-- PROMPT --
Send back every record exactly.

----

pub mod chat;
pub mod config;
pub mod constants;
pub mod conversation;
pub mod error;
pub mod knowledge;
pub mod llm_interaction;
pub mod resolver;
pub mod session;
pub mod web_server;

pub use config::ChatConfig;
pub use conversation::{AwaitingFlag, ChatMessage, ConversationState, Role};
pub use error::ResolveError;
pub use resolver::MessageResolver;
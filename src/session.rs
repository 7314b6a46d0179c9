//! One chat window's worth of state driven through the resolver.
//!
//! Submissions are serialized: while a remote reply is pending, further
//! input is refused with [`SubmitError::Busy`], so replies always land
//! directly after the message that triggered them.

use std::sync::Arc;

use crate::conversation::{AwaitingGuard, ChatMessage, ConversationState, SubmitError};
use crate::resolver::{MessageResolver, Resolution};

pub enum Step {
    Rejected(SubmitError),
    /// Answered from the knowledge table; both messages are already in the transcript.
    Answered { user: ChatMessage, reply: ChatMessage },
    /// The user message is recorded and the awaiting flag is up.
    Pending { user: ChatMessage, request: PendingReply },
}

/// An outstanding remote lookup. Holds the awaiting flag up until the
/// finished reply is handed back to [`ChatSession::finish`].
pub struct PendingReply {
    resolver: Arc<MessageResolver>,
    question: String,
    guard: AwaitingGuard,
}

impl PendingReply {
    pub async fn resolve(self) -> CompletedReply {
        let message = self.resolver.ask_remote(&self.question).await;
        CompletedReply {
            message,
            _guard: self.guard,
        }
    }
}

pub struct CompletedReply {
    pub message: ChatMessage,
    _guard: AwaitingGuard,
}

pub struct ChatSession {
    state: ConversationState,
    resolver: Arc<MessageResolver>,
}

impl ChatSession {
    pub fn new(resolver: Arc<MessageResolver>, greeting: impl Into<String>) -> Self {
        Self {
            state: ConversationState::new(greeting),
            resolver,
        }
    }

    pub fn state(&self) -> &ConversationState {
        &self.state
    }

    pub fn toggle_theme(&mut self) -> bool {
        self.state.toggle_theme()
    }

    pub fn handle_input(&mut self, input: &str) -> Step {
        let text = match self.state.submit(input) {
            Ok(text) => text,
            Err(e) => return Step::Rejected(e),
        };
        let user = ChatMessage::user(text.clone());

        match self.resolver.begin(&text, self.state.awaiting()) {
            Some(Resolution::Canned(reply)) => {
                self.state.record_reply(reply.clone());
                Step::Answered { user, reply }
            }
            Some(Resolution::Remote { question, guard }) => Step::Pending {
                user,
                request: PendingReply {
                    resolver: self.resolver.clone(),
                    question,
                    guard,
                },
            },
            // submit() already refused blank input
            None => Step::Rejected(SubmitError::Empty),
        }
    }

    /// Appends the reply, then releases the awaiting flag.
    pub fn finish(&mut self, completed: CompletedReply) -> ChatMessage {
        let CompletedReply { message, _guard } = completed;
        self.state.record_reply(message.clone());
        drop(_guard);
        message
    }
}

----

-- WORKED SOLUTION --
pub mod chat;
pub mod config;
pub mod constants;
pub mod conversation;
pub mod error;
pub mod knowledge;
pub mod llm_interaction;
pub mod resolver;
pub mod session;
pub mod web_server;

pub use config::ChatConfig;
pub use conversation::{AwaitingFlag, ChatMessage, ConversationState, Role};
pub use error::ResolveError;
pub use resolver::MessageResolver;
filename src/session.rs
repository 7314b6a46d0179c9
//! One chat window's worth of state driven through the resolver.
//!
//! Submissions are serialized: while a remote reply is pending, further
//! input is refused with [`SubmitError::Busy`], so replies always land
//! directly after the message that triggered them.

use std::sync::Arc;

use crate::conversation::{AwaitingGuard, ChatMessage, ConversationState, SubmitError};
use crate::resolver::{MessageResolver, Resolution};

pub enum Step {
    Rejected(SubmitError),
    /// Answered from the knowledge table; both messages are already in the transcript.
    Answered { user: ChatMessage, reply: ChatMessage },
    /// The user message is recorded and the awaiting flag is up.
    Pending { user: ChatMessage, request: PendingReply },
}

/// An outstanding remote lookup. Holds the awaiting flag up until the
/// finished reply is handed back to [`ChatSession::finish`].
pub struct PendingReply {
    resolver: Arc<MessageResolver>,
    question: String,
    guard: AwaitingGuard,
}

impl PendingReply {
    pub async fn resolve(self) -> CompletedReply {
        let message = self.resolver.ask_remote(&self.question).await;
        CompletedReply {
            message,
            _guard: self.guard,
        }
    }
}

pub struct CompletedReply {
    pub message: ChatMessage,
    _guard: AwaitingGuard,
}

pub struct ChatSession {
    state: ConversationState,
    resolver: Arc<MessageResolver>,
}

impl ChatSession {
    pub fn new(resolver: Arc<MessageResolver>, greeting: impl Into<String>) -> Self {
        Self {
            state: ConversationState::new(greeting),
            resolver,
        }
    }

    pub fn state(&self) -> &ConversationState {
        &self.state
    }

    pub fn toggle_theme(&mut self) -> bool {
        self.state.toggle_theme()
    }

    pub fn handle_input(&mut self, input: &str) -> Step {
        let text = match self.state.submit(input) {
            Ok(text) => text,
            Err(e) => return Step::Rejected(e),
        };
        let user = ChatMessage::user(text.clone());

        match self.resolver.begin(&text, self.state.awaiting()) {
            Some(Resolution::Canned(reply)) => {
                self.state.record_reply(reply.clone());
                Step::Answered { user, reply }
            }
            Some(Resolution::Remote { question, guard }) => Step::Pending {
                user,
                request: PendingReply {
                    resolver: self.resolver.clone(),
                    question,
                    guard,
                },
            },
            // submit() already refused blank input
            None => Step::Rejected(SubmitError::Empty),
        }
    }

    /// Appends the reply, then releases the awaiting flag.
    pub fn finish(&mut self, completed: CompletedReply) -> ChatMessage {
        let CompletedReply { message, _guard } = completed;
        self.state.record_reply(message.clone());
        drop(_guard);
        message
    }
}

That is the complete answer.